The city is emerging from years of conflict: the long war between the government and FARC, the destructive nature of gang violence and internecine warfare between narco cartels. Things are getting better; homicides are coming down but are still high by US and European standards. According to official police statistics, close to 2000 people were murdered in the city in 2013. The murder rate just twenty years ago was 126 per 100,000; it is now down to 60. The comparative figure for Washington DC is 24 and only 4 for Amsterdam, which is the highest figure for a major European city.

The violence is concentrated in distinct parts of the city, especially the poor barrios where there is territorial competition between different criminal gangs. The legacy of violence is evident in the bunker architecture that prevails, the pervasive presence of armed guards and the disconcerting experience of sharing a restaurant with a young couple who had  their personal bodyguard posted outside.

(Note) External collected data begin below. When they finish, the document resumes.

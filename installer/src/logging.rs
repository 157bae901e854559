//! Stderr diagnostics for the `blueprint` binary.
//!
//! Both crates log through the `log` facade. A `tracing-subscriber` fmt
//! subscriber prints to stderr, and its `tracing-log` bridge forwards the
//! `log` records into it.

use std::io::IsTerminal;
use tracing_subscriber::filter::LevelFilter;

/// Error returned when a global logger or subscriber is already installed.
pub type InitError = Box<dyn std::error::Error + Send + Sync + 'static>;

/// Maps the `-v`/`-q` flags to a level filter.
///
/// Quiet mode keeps warnings so skipped injections are still reported.
#[must_use]
pub fn level_for(verbosity: u8, quiet: bool) -> LevelFilter {
    if quiet {
        return LevelFilter::WARN;
    }
    match verbosity {
        0 => LevelFilter::INFO,
        1 => LevelFilter::DEBUG,
        _ => LevelFilter::TRACE,
    }
}

/// Installs the stderr subscriber at the level implied by the CLI flags.
///
/// Module targets are only shown with `-v`.
///
/// # Errors
///
/// Returns an error if a subscriber or `log` logger is already installed.
pub fn init(verbosity: u8, quiet: bool) -> Result<(), InitError> {
    tracing_subscriber::fmt()
        .with_writer(std::io::stderr)
        .with_max_level(level_for(verbosity, quiet))
        .with_target(verbosity > 0)
        .with_ansi(std::io::stderr().is_terminal())
        .without_time()
        .try_init()
}
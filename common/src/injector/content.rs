//! New content handed to the injector.

/// Lines to splice into a document.
///
/// A bare string becomes a one-element sequence. Sequences are kept exactly as
/// given; no terminators are added.
///
/// # Examples
///
/// ```
/// use blueprint_common::NewContent;
///
/// let single = NewContent::from("add_subdirectory(src/foo)\n");
/// assert_eq!(single.lines(), ["add_subdirectory(src/foo)\n"]);
///
/// let many = NewContent::from(["a\n", "b\n"]);
/// assert_eq!(many.lines().len(), 2);
/// ```
#[derive(Debug, Clone, Default, PartialEq, Eq)]
pub struct NewContent {
    lines: Vec<String>,
    bare: bool,
}

impl NewContent {
    /// Returns the lines to splice.
    #[must_use]
    pub fn lines(&self) -> &[String] {
        &self.lines
    }

    /// Ensures a bare string ends with a line terminator.
    ///
    /// Sequences are returned unchanged.
    #[must_use]
    pub fn terminated(mut self) -> Self {
        if self.bare {
            for line in &mut self.lines {
                if !line.ends_with('\n') {
                    line.push('\n');
                }
            }
        }
        self
    }

    fn sequence<I, S>(lines: I) -> Self
    where
        I: IntoIterator<Item = S>,
        S: Into<String>,
    {
        Self {
            lines: lines.into_iter().map(Into::into).collect(),
            bare: false,
        }
    }
}

impl From<String> for NewContent {
    fn from(line: String) -> Self {
        Self {
            lines: vec![line],
            bare: true,
        }
    }
}

impl From<&str> for NewContent {
    fn from(line: &str) -> Self {
        Self::from(line.to_owned())
    }
}

impl From<&String> for NewContent {
    fn from(line: &String) -> Self {
        Self::from(line.clone())
    }
}

impl From<Vec<String>> for NewContent {
    fn from(lines: Vec<String>) -> Self {
        Self::sequence(lines)
    }
}

impl From<Vec<&str>> for NewContent {
    fn from(lines: Vec<&str>) -> Self {
        Self::sequence(lines)
    }
}

impl From<&[String]> for NewContent {
    fn from(lines: &[String]) -> Self {
        Self::sequence(lines.iter().cloned())
    }
}

impl From<&[&str]> for NewContent {
    fn from(lines: &[&str]) -> Self {
        Self::sequence(lines.iter().copied())
    }
}

impl<const N: usize> From<[&str; N]> for NewContent {
    fn from(lines: [&str; N]) -> Self {
        Self::sequence(lines)
    }
}
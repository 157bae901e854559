//! Blueprint scaffolding library.
//!
//! This crate provides the project-level operations behind the `blueprint`
//! CLI: plugin registration, devkit definitions, release workflow templating
//! and Maya module generation. It can also be consumed programmatically, for
//! example from tests that exercise a generated project layout.
//!
//! # Modules
//!
//! - [`cli`] - Command-line argument definitions
//! - [`definitions`] - Project definitions and the devkit catalogue
//! - [`dirs`] - Directory resolution abstraction for platform-specific paths
//! - [`error`] - Semantic error types with recovery hints
//! - [`init`] - Post-generation project initialisation
//! - [`inject`] - Single-file anchor edits for the `inject` command
//! - [`logging`] - Stderr logger for the binary
//! - [`module_file`] - Maya module descriptor generation
//! - [`output`] - Human-readable command summaries
//! - [`platform`] - Maya host platforms and naming conventions
//! - [`plugin`] - Plugin template copy and registration
//! - [`release_ci`] - Devkit matrix templating for the release workflow
//! - [`workspace`] - Project layout and root resolution

pub mod cli;
pub mod definitions;
pub mod dirs;
pub mod error;
pub mod init;
pub mod inject;
pub mod logging;
pub mod module_file;
pub mod output;
pub mod platform;
pub mod plugin;
pub mod release_ci;
pub mod workspace;
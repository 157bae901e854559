//! Maya module descriptor (`.mod`) generation.
//!
//! A release module points Maya at the packaged `plugins/<platform>-<version>`
//! folders shipped next to it. A development module points at the repository
//! itself so locally built plugins and scripts load without packaging.

use crate::definitions::Definitions;
use crate::dirs::BaseDirs;
use crate::error::{InstallerError, Result};
use crate::platform::Platform;
use blueprint_common::Document;
use camino::{Utf8Path, Utf8PathBuf};

/// Name of the file holding the project version at the repository root.
pub const VERSION_FILE: &str = "VERSION";

fn module_header(
    definitions: &Definitions,
    maya: &str,
    platform: Platform,
    version: &str,
    path: &str,
) -> String {
    format!(
        "+ MAYAVERSION:{maya} PLATFORM:{code} {slug} {version} {path}\n",
        code = platform.module_code(),
        slug = definitions.project_slug,
    )
}

/// Renders the release module for every platform and target Maya version.
///
/// # Examples
///
/// ```
/// use blueprint_installer::definitions::Definitions;
/// use blueprint_installer::module_file::release_module;
///
/// let definitions = Definitions {
///     project_slug: "hello".to_owned(),
///     target_maya_versions: vec!["2025".to_owned()],
///     ..Definitions::default()
/// };
/// let text = release_module(&definitions, "1.2.0");
/// assert!(text.starts_with("+ MAYAVERSION:2025 PLATFORM:win64 hello 1.2.0 hello\n"));
/// ```
#[must_use]
pub fn release_module(definitions: &Definitions, version: &str) -> String {
    let mut text = String::new();
    for platform in Platform::ALL {
        for maya in &definitions.target_maya_versions {
            text.push_str(&module_header(
                definitions,
                maya,
                platform,
                version,
                &definitions.project_slug,
            ));
            text.push_str(&format!("MAYA_PLUG_IN_PATH +:= plugins\\{platform}-{maya}\n"));
            text.push('\n');
        }
    }
    text
}

/// Renders the development module rooted at `repo_root`.
///
/// The root is written with forward slashes on every platform.
#[must_use]
pub fn dev_module(definitions: &Definitions, version: &str, repo_root: &Utf8Path) -> String {
    let root = repo_root.as_str().replace('\\', "/");
    let mut text = String::new();
    for platform in Platform::ALL {
        for maya in &definitions.target_maya_versions {
            text.push_str(&module_header(definitions, maya, platform, version, &root));
            text.push_str(&format!(
                "MAYA_PLUG_IN_PATH +:= _dev_deploy/plugins/{platform}-{maya}\n"
            ));
            text.push_str("PYTHONPATH +:= src/scripts\n");
            text.push('\n');
        }
    }
    text
}

/// Tells a developer where builds for `platform` must land for the
/// development module to find them.
///
/// Returns `None` when no Maya version is targeted.
///
/// # Examples
///
/// ```
/// use blueprint_installer::definitions::Definitions;
/// use blueprint_installer::module_file::dev_deploy_hint;
/// use blueprint_installer::platform::Platform;
///
/// let definitions = Definitions {
///     target_maya_versions: vec!["2025".to_owned()],
///     ..Definitions::default()
/// };
/// assert_eq!(
///     dev_deploy_hint(&definitions, Platform::Linux).as_deref(),
///     Some("Maya loads .so plugins from _dev_deploy/plugins/linux-2025")
/// );
/// ```
#[must_use]
pub fn dev_deploy_hint(definitions: &Definitions, platform: Platform) -> Option<String> {
    if definitions.target_maya_versions.is_empty() {
        return None;
    }
    let folders: Vec<String> = definitions
        .target_maya_versions
        .iter()
        .map(|maya| format!("_dev_deploy/plugins/{platform}-{maya}"))
        .collect();
    Some(format!(
        "Maya loads {} plugins from {}",
        platform.plugin_extension(),
        folders.join(", ")
    ))
}

/// Reads the project version from `<repo_root>/VERSION`.
///
/// # Errors
///
/// Returns an error if the file cannot be read or holds only whitespace.
pub fn read_project_version(repo_root: &Utf8Path) -> Result<String> {
    let path = repo_root.join(VERSION_FILE);
    let text = std::fs::read_to_string(&path).map_err(|source| InstallerError::VersionFile {
        path: path.clone(),
        source,
    })?;
    let version = text.trim();
    if version.is_empty() {
        return Err(InstallerError::EmptyVersion { path });
    }
    Ok(version.to_owned())
}

/// Returns the release module location, `<repo_root>/release/modules/<slug>.mod`.
#[must_use]
pub fn release_module_path(repo_root: &Utf8Path, slug: &str) -> Utf8PathBuf {
    repo_root
        .join("release")
        .join("modules")
        .join(format!("{slug}.mod"))
}

/// Returns the per-user development module location,
/// `~/Documents/maya/modules/<slug>_dev.mod`.
///
/// # Errors
///
/// Returns an error if the home directory is unknown or not UTF-8.
pub fn default_dev_module_path(dirs: &dyn BaseDirs, slug: &str) -> Result<Utf8PathBuf> {
    let modules = dirs
        .maya_modules_dir()
        .ok_or(InstallerError::HomeDirectory)?;
    let modules = Utf8PathBuf::try_from(modules).map_err(|err| InstallerError::NonUtf8Path {
        path: err.into_path_buf().to_string_lossy().into_owned(),
    })?;
    Ok(modules.join(format!("{slug}_dev.mod")))
}

/// Writes `content` to `path`, creating parent directories first.
///
/// # Errors
///
/// Returns an error if a directory cannot be created or the write fails.
pub fn write_module(path: &Utf8Path, content: &str) -> Result<()> {
    if let Some(parent) = path.parent().filter(|parent| !parent.as_str().is_empty()) {
        std::fs::create_dir_all(parent)?;
    }
    Document::parse(content).write_atomic(path)?;
    Ok(())
}
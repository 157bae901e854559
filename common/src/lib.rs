//! Line injection primitives shared by the Blueprint scaffolding tools.
//!
//! The crate edits text files by anchor: it locates marker lines and splices
//! new lines before, after, between or in place of them, then persists the
//! result atomically.
//!
//! # Modules
//!
//! - [`anchor`] - Anchor matching and lookup
//! - [`document`] - Line model and atomic file writes
//! - [`error`] - I/O error types
//! - [`injector`] - The stateful [`Injector`] and its outcomes

pub mod anchor;
pub mod document;
pub mod error;
pub mod injector;

pub use anchor::{MatchMode, ParseSettingError, SearchDirection, find_anchor};
pub use document::Document;
pub use error::{InjectError, Result};
pub use injector::{Applied, Injector, NewContent, Outcome, SkipReason};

And yet despite the easy characterization of the city as a place of violence, there are signs of hope. The murder rates are coming down, a more democratic politics are emerging and, despite poverty and enduring inequality, there is an active debate about creating a fairer better city. There are new land use plans, new proposals for sensitive urban renewal and creating green corridors. After years of unrelenting violence the city seems to be heading towards a better future.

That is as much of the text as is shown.